I was testing some Record/Replay script to create demos of your games you can watch later.
Idea:
This script creates a big table for every "tick". This table includes every information of all the relevant hooks, including almost all parameters. This table gets saved into a textfile periodicly - the demo file.
Problem:
The problem with saving this periodicly using normal io-functions into a textfile: You get a noticable freeze when it saves duo to the huge amount of lines to print, with just ~4 players.
My solutions so far:
Saving everything for a round in the table and only write on roundstart into the textfile would sort-of decreese the freeze problem (a lag on roundstart is less impactful than mid-round) BUT the save process takes over 30seconds for like 5 players (which depends on roundtime and amount of hooks fired listed in Addhooks.lua).
How did I structure my code:
In the config.lua you will only find constant variables to make the script easy modifiable.
The Assembler.lua helps me to create strings (Used in Addhooks.lua).
The GameState.lua is every data I collect for the current tick.
The GameReplay.lua is every data for every tick (It contains an "actualState"-instance of GameState which swaps out every tick).
Addhooks.lua contains every addhook command. Every addhook command saves the data about the parameters in GameReplay.actualState.

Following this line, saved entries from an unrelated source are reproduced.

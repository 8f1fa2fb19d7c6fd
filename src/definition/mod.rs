//! Machine definitions: finite automaton topologies as pure data.
//!
//! A [`MachineDefinition`] is an identifier, an initial state value, an
//! initial context, and a table of outgoing transitions. Definitions are
//! immutable once built and carry no runtime state; running instances are
//! created from them by the engine.

pub mod builder;
pub mod error;
pub mod macros;

pub use builder::MachineBuilder;
pub use error::{BuildError, DefinitionError};

use crate::core::{Context, EventMatcher, Guard, StateValue, TransitionEdge};
use std::collections::BTreeSet;
use std::sync::Arc;

/// An action run against the instance context when its transition fires.
pub type ContextAction = Arc<dyn Fn(&mut Context) + Send + Sync>;

/// A definition-level transition: matcher, optional target, optional guard
/// and optional context action.
///
/// A `None` target marks an internal transition: the state value stays
/// put and only the action's context change is observable.
pub struct TransitionDef {
    pub source: StateValue,
    pub event: EventMatcher,
    pub target: Option<StateValue>,
    pub guard: Option<Guard>,
    pub action: Option<ContextAction>,
}

impl TransitionDef {
    /// A plain edge from one state to another on a named event.
    pub fn new(
        source: impl Into<StateValue>,
        event: EventMatcher,
        target: impl Into<StateValue>,
    ) -> Self {
        TransitionDef {
            source: source.into(),
            event,
            target: Some(target.into()),
            guard: None,
            action: None,
        }
    }

    /// An internal transition: no state change, only a context action.
    pub fn internal<F>(source: impl Into<StateValue>, event: EventMatcher, action: F) -> Self
    where
        F: Fn(&mut Context) + Send + Sync + 'static,
    {
        TransitionDef {
            source: source.into(),
            event,
            target: None,
            guard: None,
            action: Some(Arc::new(action)),
        }
    }

    /// Attach a guard predicate.
    pub fn guarded(mut self, guard: Guard) -> Self {
        self.guard = Some(guard);
        self
    }

    /// Where this transition lands; internal transitions land on their
    /// own source.
    pub fn resolved_target(&self) -> &StateValue {
        self.target.as_ref().unwrap_or(&self.source)
    }

    /// Project to the pure tuple the introspection layer consumes.
    pub fn edge(&self) -> TransitionEdge {
        TransitionEdge {
            source: self.source.clone(),
            event: self.event.clone(),
            target: self.resolved_target().clone(),
            guarded: self.guard.is_some(),
        }
    }
}

/// An immutable description of a finite automaton.
///
/// # Example
///
/// ```rust
/// use statescope::definition::MachineDefinition;
///
/// let toggle = MachineDefinition::builder("toggle")
///     .initial("inactive")
///     .on("inactive", "TOGGLE", "active")
///     .on("active", "TOGGLE", "inactive")
///     .build()
///     .unwrap();
///
/// assert_eq!(toggle.id(), "toggle");
/// assert_eq!(toggle.transitions().len(), 2);
/// ```
pub struct MachineDefinition {
    id: String,
    initial: StateValue,
    context: Context,
    transitions: Vec<TransitionDef>,
}

impl MachineDefinition {
    pub(crate) fn from_parts(
        id: String,
        initial: StateValue,
        context: Context,
        transitions: Vec<TransitionDef>,
    ) -> Self {
        MachineDefinition {
            id,
            initial,
            context,
            transitions,
        }
    }

    /// Start building a definition with the given identifier.
    pub fn builder(id: impl Into<String>) -> MachineBuilder {
        MachineBuilder::new(id)
    }

    pub fn id(&self) -> &str {
        &self.id
    }

    pub fn initial(&self) -> &StateValue {
        &self.initial
    }

    pub fn initial_context(&self) -> &Context {
        &self.context
    }

    pub fn transitions(&self) -> &[TransitionDef] {
        &self.transitions
    }

    /// The states this definition declares: the initial value plus every
    /// transition source.
    pub fn declared_states(&self) -> BTreeSet<&StateValue> {
        let mut states: BTreeSet<&StateValue> =
            self.transitions.iter().map(|t| &t.source).collect();
        states.insert(&self.initial);
        states
    }

    /// Opt-in structural check: report any transition whose target is not
    /// a declared state. Construction never runs this; undeclared
    /// reachability is accepted by default and only surfaced on demand.
    pub fn validate(&self) -> Result<(), DefinitionError> {
        let declared = self.declared_states();
        for transition in &self.transitions {
            if let Some(target) = &transition.target {
                if !declared.contains(target) {
                    return Err(DefinitionError::DanglingTarget {
                        source: transition.source.canonical(),
                        event: transition
                            .event
                            .name()
                            .unwrap_or("*")
                            .to_string(),
                        target: target.canonical(),
                    });
                }
            }
        }
        Ok(())
    }
}

#[cfg(test)]
mod tests {
    use super::*;

    #[test]
    fn declared_states_cover_initial_and_sources() {
        let definition = MachineDefinition::builder("lights")
            .initial("green")
            .on("green", "NEXT", "yellow")
            .on("yellow", "NEXT", "green")
            .build()
            .unwrap();

        let declared = definition.declared_states();
        assert!(declared.contains(&StateValue::from("green")));
        assert!(declared.contains(&StateValue::from("yellow")));
        assert_eq!(declared.len(), 2);
    }

    #[test]
    fn dangling_target_passes_build_but_fails_validate() {
        let definition = MachineDefinition::builder("broken")
            .initial("start")
            .on("start", "GO", "nowhere")
            .build()
            .unwrap();

        let err = definition.validate().unwrap_err();
        assert!(matches!(err, DefinitionError::DanglingTarget { .. }));
        assert!(err.to_string().contains("nowhere"));
    }

    #[test]
    fn internal_transitions_resolve_to_their_source() {
        let def = TransitionDef::internal("active", EventMatcher::named("RESET"), |context| {
            context.set("count", 0);
        });

        assert_eq!(def.resolved_target(), &StateValue::from("active"));
        let edge = def.edge();
        assert_eq!(edge.target, StateValue::from("active"));
        assert!(!edge.guarded);
    }

    #[test]
    fn validate_accepts_internal_transitions() {
        let definition = MachineDefinition::builder("counter")
            .initial("active")
            .on_internal("active", "RESET", |context| context.set("count", 0))
            .build()
            .unwrap();

        assert!(definition.validate().is_ok());
    }

    #[test]
    fn edge_carries_guard_presence() {
        let def = TransitionDef::new("a", EventMatcher::named("GO"), "b")
            .guarded(Guard::new(|_, _| true));

        assert!(def.edge().guarded);
    }
}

The source code can be found here:https://github.com/Bowlinghead/cs2drecorder
Dofile "dofileRecord.lua" to let the script run; then write "!record <name>" to start record/ "!stop" for stop.
Essential code parts are quoted here:
Note that this script runs perfect on my side, except for the long write-time (tested with bots). I dont know the magic behind the io.- maybe I use it completly wrong. The file remains open during the whole recording - what does it mean, to (io.)open a file essentially?
TL;DR
- How do I save big table data into a text file the fastest?
- On which factors does the speed to io.write depend on mainly? (Example: Is 1 io.write call with a big string better than 100 small io.writes?)